Yes, $\displaystyle \ 2^{x^2 +2x + 1} - 1\$ evaluated at x = 0 is 1, if that's what you mean. However, x = 0 should not be part of your potential solution set anyway (that is if you are following RUber).

Is there any other way to get 2¹ - 1 , or worse yet, 2⁰ - 1 ?So, what are your values for a, b, and c, and are you sure that there are no other issues there?

 

[diredragon]

I redid the problem again and i think i undestand it now. The solution is $(-3, -2) \cup (-2, -1)$ with a gap in $-2$ because the base there is $1$.
The expression $x^2 - 2x \ge 2x^2 + 2x + 3$ holds for numbers between $-3, -1$ any subtleties i might have missed?

 

[SammyS]

I redid the problem again and i think i undestand it now. The solution is $(-3, -2) \cup (-2, -1)$ with a gap in $-2$ because the base there is $1$.
The expression $x^2 - 2x \ge 2x^2 + 2x + 3$ holds for numbers between $-3, -1$ any subtleties i might have missed?

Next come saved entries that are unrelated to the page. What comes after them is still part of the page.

//! Command-line interface for the Wayfinder geo-resolution engine.
#![forbid(unsafe_code)]

use std::io::Write;

use clap::{Parser, Subcommand};
use serde::Serialize;

mod error;
mod geocode;
mod providers;
mod route;

pub use error::CliError;

use geocode::{GeocodeArgs, run_geocode_with};
use providers::{EngineFactory, HttpEngineFactory};
use route::{RouteArgs, run_route_with};

const ARG_GEOCODE_TEXT: &str = "text";
const ARG_GEOCODE_HINT: &str = "hint";
const ARG_GEOCODERS: &str = "geocoders";
const ARG_ROUTE_FROM: &str = "from";
const ARG_ROUTE_TO: &str = "to";
const ARG_ROUTE_VEHICLE: &str = "vehicle";
const ARG_ROUTERS: &str = "routers";
const ARG_GRAPHHOPPER_KEY: &str = "graphhopper-key";
const ARG_GRAPHHOPPER_URL: &str = "graphhopper-url";
const ARG_NOMINATIM_URL: &str = "nominatim-url";
const ARG_OSRM_URL: &str = "osrm-url";
const ARG_MAX_ATTEMPTS: &str = "max-attempts";
const ARG_TIMEOUT_SECS: &str = "timeout-secs";
const ENV_GEOCODE_TEXT: &str = "WAYFINDER_CMDS_GEOCODE_TEXT";
const ENV_GEOCODE_GRAPHHOPPER_KEY: &str = "WAYFINDER_CMDS_GEOCODE_GRAPHHOPPER_KEY";
const ENV_ROUTE_FROM: &str = "WAYFINDER_CMDS_ROUTE_FROM";
const ENV_ROUTE_TO: &str = "WAYFINDER_CMDS_ROUTE_TO";
const ENV_ROUTE_GRAPHHOPPER_KEY: &str = "WAYFINDER_CMDS_ROUTE_GRAPHHOPPER_KEY";

/// Run the Wayfinder CLI with the current process arguments and environment.
///
/// The resolution is printed to stdout as pretty JSON.
pub fn run() -> Result<(), CliError> {
    let cli = Cli::try_parse().map_err(CliError::ArgumentParsing)?;
    let runtime = tokio::runtime::Builder::new_current_thread()
        .enable_all()
        .build()
        .map_err(CliError::StartRuntime)?;
    let mut stdout = std::io::stdout().lock();
    runtime.block_on(dispatch(cli.command, &HttpEngineFactory, &mut stdout))
}

async fn dispatch(
    command: Command,
    factory: &dyn EngineFactory,
    writer: &mut dyn Write,
) -> Result<(), CliError> {
    match command {
        Command::Geocode(args) => run_geocode_with(args, factory, writer).await,
        Command::Route(args) => run_route_with(args, factory, writer).await,
    }
}

#[derive(Debug, Parser)]
#[command(
    name = "wayfinder",
    about = "Geocode places and compute road routes with provider fallback",
    version
)]
struct Cli {
    #[command(subcommand)]
    command: Command,
}

#[derive(Debug, Subcommand)]
enum Command {
    /// Resolve a place name to a coordinate.
    Geocode(GeocodeArgs),
    /// Compute distance and duration between two coordinates.
    Route(RouteArgs),
}

fn write_json<T: Serialize>(writer: &mut dyn Write, value: &T) -> Result<(), CliError> {
    let payload = serde_json::to_string_pretty(value).map_err(CliError::SerialiseResolution)?;
    writer
        .write_all(payload.as_bytes())
        .map_err(CliError::WriteOutput)?;
    writer.write_all(b"\n").map_err(CliError::WriteOutput)?;
    Ok(())
}

#[cfg(test)]
mod tests;
//! Geocode command implementation for the Wayfinder CLI.

use std::io::Write;

use clap::Parser;
use ortho_config::{OrthoConfig, SubcmdConfigMerge};
use serde::{Deserialize, Serialize};
use wayfinder_core::{LocationQuery, Operation};
use wayfinder_resolver::CallContext;

use crate::providers::{
    EngineFactory, EnginePlan, ProviderSettings, default_geocoders, parse_provider_list,
};
use crate::{
    ARG_GEOCODE_HINT, ARG_GEOCODE_TEXT, ARG_GEOCODERS, ARG_GRAPHHOPPER_KEY, ARG_GRAPHHOPPER_URL,
    ARG_MAX_ATTEMPTS, ARG_NOMINATIM_URL, ARG_TIMEOUT_SECS, CliError, ENV_GEOCODE_GRAPHHOPPER_KEY,
    ENV_GEOCODE_TEXT, write_json,
};

/// CLI arguments for the `geocode` subcommand.
#[derive(Debug, Clone, Parser, Deserialize, Serialize, OrthoConfig, Default)]
#[command(
    long_about = "Resolve a free-text place name to a coordinate. Geocoders \
                 are tried in the configured order; transient failures are \
                 retried and rate-limited services are skipped for a while.",
    about = "Resolve a place name to a coordinate"
)]
#[ortho_config(prefix = "WAYFINDER")]
pub(crate) struct GeocodeArgs {
    /// Place name to resolve, e.g. "Mumbai".
    #[arg(value_name = ARG_GEOCODE_TEXT)]
    #[serde(default)]
    pub(crate) text: Option<String>,
    /// Country or region hint, e.g. "India".
    #[arg(long = ARG_GEOCODE_HINT, value_name = "region")]
    #[serde(default)]
    pub(crate) hint: Option<String>,
    /// Comma-separated geocoders in fallback order (graphhopper, nominatim).
    #[arg(long = ARG_GEOCODERS, value_name = "list")]
    #[serde(default)]
    pub(crate) geocoders: Option<String>,
    /// GraphHopper API key.
    #[arg(long = ARG_GRAPHHOPPER_KEY, value_name = "key")]
    #[serde(default)]
    pub(crate) graphhopper_key: Option<String>,
    /// Override the GraphHopper base URL.
    #[arg(long = ARG_GRAPHHOPPER_URL, value_name = "url")]
    #[serde(default)]
    pub(crate) graphhopper_url: Option<String>,
    /// Override the Nominatim base URL.
    #[arg(long = ARG_NOMINATIM_URL, value_name = "url")]
    #[serde(default)]
    pub(crate) nominatim_url: Option<String>,
    /// Attempts per provider before falling back.
    #[arg(long = ARG_MAX_ATTEMPTS, value_name = "n")]
    #[serde(default)]
    pub(crate) max_attempts: Option<u32>,
    /// Overall time budget in seconds.
    #[arg(long = ARG_TIMEOUT_SECS, value_name = "secs")]
    #[serde(default)]
    pub(crate) timeout_secs: Option<u64>,
}

impl GeocodeArgs {
    pub(crate) fn into_config(self) -> Result<GeocodeConfig, CliError> {
        let merged = self.load_and_merge().map_err(CliError::Configuration)?;
        GeocodeConfig::try_from(merged)
    }
}

/// Resolved `geocode` command configuration.
#[derive(Debug, Clone, PartialEq, Eq)]
pub(crate) struct GeocodeConfig {
    /// Query handed to the engine.
    pub(crate) query: LocationQuery,
    /// Providers to assemble.
    pub(crate) plan: EnginePlan,
}

impl TryFrom<GeocodeArgs> for GeocodeConfig {
    type Error = CliError;

    fn try_from(args: GeocodeArgs) -> Result<Self, Self::Error> {
        let text = args.text.ok_or(CliError::MissingArgument {
            field: ARG_GEOCODE_TEXT,
            env: ENV_GEOCODE_TEXT,
        })?;
        let settings = ProviderSettings {
            graphhopper_key: args.graphhopper_key,
            graphhopper_url: args.graphhopper_url,
            nominatim_url: args.nominatim_url,
            osrm_url: None,
            max_attempts: args.max_attempts,
            timeout_secs: args.timeout_secs,
        };
        let geocoders = match args.geocoders.as_deref() {
            Some(raw) => parse_provider_list(raw, ARG_GEOCODERS, Operation::Geocode)?,
            None => default_geocoders(settings.has_graphhopper_key()),
        };
        settings.require_graphhopper_key(&geocoders, ENV_GEOCODE_GRAPHHOPPER_KEY)?;

        Ok(Self {
            query: LocationQuery::from_parts(text, args.hint.as_deref()),
            plan: EnginePlan {
                geocoders,
                routers: Vec::new(),
                settings,
            },
        })
    }
}

pub(crate) async fn run_geocode_with(
    args: GeocodeArgs,
    factory: &dyn EngineFactory,
    writer: &mut dyn Write,
) -> Result<(), CliError> {
    let config = args.into_config()?;
    execute_geocode(&config, factory, writer).await
}

pub(crate) async fn execute_geocode(
    config: &GeocodeConfig,
    factory: &dyn EngineFactory,
    writer: &mut dyn Write,
) -> Result<(), CliError> {
    let engine = factory.build(&config.plan)?;
    let resolution = engine
        .resolve_location_with(&config.query, &CallContext::new())
        .await?;
    write_json(writer, &resolution)
}

#[cfg(test)]
pub(crate) fn config_from_layers_for_test(
    layers: Vec<ortho_config::MergeLayer<'static>>,
) -> Result<GeocodeConfig, CliError> {
    let merged = GeocodeArgs::merge_from_layers(layers).map_err(CliError::from)?;
    GeocodeConfig::try_from(merged)
}
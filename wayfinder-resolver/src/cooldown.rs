//! Per-provider rate-limit cool-down.
//!
//! A provider that answers `RateLimited` is skipped for a fixed window. The
//! tracker is keyed by provider name and is shared by every resolver of one
//! engine, so throttling seen while geocoding also pauses routing calls to
//! the same service.

use std::collections::HashMap;
use std::time::Duration;

use parking_lot::Mutex;
use tokio::time::Instant;

/// Default cool-down window after a provider reports rate limiting.
pub const DEFAULT_COOLDOWN: Duration = Duration::from_secs(60);

/// Tracks which providers are cooling down and until when.
#[derive(Debug)]
pub struct CooldownTracker {
    window: Duration,
    until: Mutex<HashMap<String, Instant>>,
}

impl Default for CooldownTracker {
    fn default() -> Self {
        Self::new(DEFAULT_COOLDOWN)
    }
}

impl CooldownTracker {
    /// Create a tracker with the given window. A zero window disables
    /// cool-downs.
    #[must_use]
    pub fn new(window: Duration) -> Self {
        Self {
            window,
            until: Mutex::new(HashMap::new()),
        }
    }

    /// Length of the cool-down window.
    #[must_use]
    pub const fn window(&self) -> Duration {
        self.window
    }

    /// Start (or restart) the cool-down for `provider`.
    pub fn start(&self, provider: &str) {
        if self.window.is_zero() {
            return;
        }
        let Some(until) = Instant::now().checked_add(self.window) else {
            return;
        };
        log::warn!("{provider} is rate limited; skipping it for {:?}", self.window);
        self.until.lock().insert(provider.to_owned(), until);
    }

    /// Time left before `provider` may be called again, if it is cooling
    /// down. Elapsed entries are forgotten.
    #[must_use]
    pub fn remaining(&self, provider: &str) -> Option<Duration> {
        let now = Instant::now();
        let mut until = self.until.lock();
        let deadline = *until.get(provider)?;
        if deadline <= now {
            until.remove(provider);
            return None;
        }
        Some(deadline.saturating_duration_since(now))
    }

    /// Whether `provider` is currently cooling down.
    #[must_use]
    pub fn is_cooling(&self, provider: &str) -> bool {
        self.remaining(provider).is_some()
    }

    /// Forget every cool-down.
    pub fn reset(&self) {
        self.until.lock().clear();
    }
}

#[cfg(test)]
mod tests {
    use super::*;
    use rstest::rstest;

    #[rstest]
    #[tokio::test(start_paused = true)]
    async fn cooldown_expires_after_window() {
        let tracker = CooldownTracker::new(Duration::from_secs(60));
        tracker.start("graphhopper");

        assert_eq!(tracker.remaining("graphhopper"), Some(Duration::from_secs(60)));
        assert!(!tracker.is_cooling("nominatim"));

        tokio::time::advance(Duration::from_secs(59)).await;
        assert!(tracker.is_cooling("graphhopper"));

        tokio::time::advance(Duration::from_secs(1)).await;
        assert!(!tracker.is_cooling("graphhopper"));
    }

    #[rstest]
    #[tokio::test(start_paused = true)]
    async fn restarting_extends_the_window() {
        let tracker = CooldownTracker::new(Duration::from_secs(10));
        tracker.start("osrm");
        tokio::time::advance(Duration::from_secs(8)).await;
        tracker.start("osrm");
        tokio::time::advance(Duration::from_secs(8)).await;

        assert_eq!(tracker.remaining("osrm"), Some(Duration::from_secs(2)));
    }

    #[rstest]
    fn zero_window_never_cools_down() {
        let tracker = CooldownTracker::new(Duration::ZERO);
        tracker.start("osrm");
        assert!(!tracker.is_cooling("osrm"));
    }

    #[rstest]
    fn reset_clears_everything() {
        let tracker = CooldownTracker::default();
        tracker.start("osrm");
        tracker.reset();
        assert!(!tracker.is_cooling("osrm"));
    }
}
//! Offline route estimate from great-circle distance.
//!
//! Used as the routing provider of last resort: it never touches the network
//! and always answers for valid coordinates. Road distance is approximated by
//! inflating the haversine distance by a detour factor; duration assumes a
//! constant average speed.

use async_trait::async_trait;
use geo::{Distance, Haversine, Point};
use wayfinder_core::{ProviderError, ProviderSpec, RouteQuery, RouteResult, RoutingProvider};

/// Provider name used in diagnostics.
pub const GREAT_CIRCLE: &str = "great-circle";

/// Average road speed assumed by the estimate, in km/h.
pub const DEFAULT_AVERAGE_SPEED_KMPH: f64 = 55.0;

/// Ratio of road distance to straight-line distance.
pub const DEFAULT_DETOUR_FACTOR: f64 = 1.3;

/// Routing provider that estimates distance and duration locally.
///
/// # Examples
///
/// ```
/// use wayfinder_core::{Coordinate, RouteQuery, RoutingProvider};
/// use wayfinder_providers::GreatCircleEstimator;
///
/// # tokio::runtime::Builder::new_current_thread().build().unwrap().block_on(async {
/// let estimator = GreatCircleEstimator::default();
/// let here = Coordinate::new(19.076, 72.8777).unwrap();
/// let route = estimator.route(&RouteQuery::new(here, here)).await.unwrap();
/// assert_eq!(route.distance_meters, 0.0);
/// # });
/// ```
#[derive(Debug, Clone)]
pub struct GreatCircleEstimator {
    spec: ProviderSpec,
    detour_factor: f64,
    speed_kmph: f64,
}

impl Default for GreatCircleEstimator {
    fn default() -> Self {
        Self {
            spec: ProviderSpec::new(GREAT_CIRCLE, "local://great-circle").with_routing(),
            detour_factor: DEFAULT_DETOUR_FACTOR,
            speed_kmph: DEFAULT_AVERAGE_SPEED_KMPH,
        }
    }
}

impl GreatCircleEstimator {
    /// Override the detour factor. Values below 1 or non-finite are ignored.
    #[must_use]
    pub fn with_detour_factor(mut self, factor: f64) -> Self {
        if factor.is_finite() && factor >= 1.0 {
            self.detour_factor = factor;
        }
        self
    }

    /// Override the average speed. Non-positive or non-finite values are
    /// ignored.
    #[must_use]
    pub fn with_average_speed(mut self, kmph: f64) -> Self {
        if kmph.is_finite() && kmph > 0.0 {
            self.speed_kmph = kmph;
        }
        self
    }

    #[expect(
        clippy::float_arithmetic,
        reason = "distance and duration are derived from floating point geometry"
    )]
    fn estimate(&self, query: &RouteQuery) -> Result<RouteResult, ProviderError> {
        let from = Point::new(query.origin.lon, query.origin.lat);
        let to = Point::new(query.destination.lon, query.destination.lat);
        let distance = Haversine.distance(from, to) * self.detour_factor;
        let metres_per_second = self.speed_kmph * 1000.0 / 3600.0;
        RouteResult::new(distance, distance / metres_per_second, GREAT_CIRCLE)
            .map_err(|err| ProviderError::unavailable(err.to_string()))
    }
}

#[async_trait]
impl RoutingProvider for GreatCircleEstimator {
    fn spec(&self) -> &ProviderSpec {
        &self.spec
    }

    async fn route(&self, query: &RouteQuery) -> Result<RouteResult, ProviderError> {
        query.validate()?;
        self.estimate(query)
    }
}

#[cfg(test)]
mod tests {
    use super::*;
    use rstest::{fixture, rstest};
    use wayfinder_core::{Coordinate, ErrorKind};

    #[fixture]
    fn mumbai_to_delhi() -> RouteQuery {
        RouteQuery::new(
            Coordinate { lat: 19.0760, lon: 72.8777 },
            Coordinate { lat: 28.7041, lon: 77.1025 },
        )
    }

    #[rstest]
    #[tokio::test]
    async fn estimates_inflated_distance(mumbai_to_delhi: RouteQuery) {
        let route = GreatCircleEstimator::default()
            .route(&mumbai_to_delhi)
            .await
            .expect("estimate should succeed");

        // Straight-line distance is roughly 1,150 km.
        assert!(route.distance_meters > 1_400_000.0, "{}", route.distance_meters);
        assert!(route.distance_meters < 1_560_000.0, "{}", route.distance_meters);
        assert_eq!(route.provider, GREAT_CIRCLE);
    }

    #[rstest]
    #[tokio::test]
    async fn duration_follows_average_speed(mumbai_to_delhi: RouteQuery) {
        let estimator = GreatCircleEstimator::default().with_average_speed(36.0);
        let route = estimator.route(&mumbai_to_delhi).await.expect("estimate");

        // 36 km/h is exactly 10 m/s.
        let expected = route.distance_meters / 10.0;
        assert!((route.duration_seconds - expected).abs() < 1e-6);
    }

    #[rstest]
    fn ignores_nonsensical_overrides() {
        let estimator = GreatCircleEstimator::default()
            .with_detour_factor(0.5)
            .with_average_speed(f64::NAN);
        assert_eq!(estimator.detour_factor, DEFAULT_DETOUR_FACTOR);
        assert_eq!(estimator.speed_kmph, DEFAULT_AVERAGE_SPEED_KMPH);
    }

    #[rstest]
    #[tokio::test]
    async fn rejects_invalid_coordinates() {
        let query = RouteQuery::new(
            Coordinate { lat: 91.0, lon: 0.0 },
            Coordinate { lat: 0.0, lon: 0.0 },
        );
        let err = GreatCircleEstimator::default()
            .route(&query)
            .await
            .expect_err("should fail");
        assert_eq!(err.kind(), ErrorKind::InvalidInput);
    }
}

That appears to be the correct answer.

Are there any other subtleties?

Well, none that change the final answer, but there are some additional items to consider.

Some details:
$\displaystyle \ x^2 - 2x \ge 2x^2 + 2x + 3 \$ holds for x in the interval $\ \left[ -3,\, -1 \right] \$.

We've covered the reason for deleting $-2$ from that interval. Why are the end points also deleted?.

Well, previously mentioned is that $\displaystyle \ 2^{x^2 +2x + 1} - 1$ evaluates to 0 at $\ x=-1\$ and to 1 at $\ x=-2,\,0\$.

What's up with $\ -3\$? Look at $\ x^2+6x+10 \$..While you're at it, consider any problems associated with $\ 2x^2 + 2x + 3 \$ as the base for a logarithm.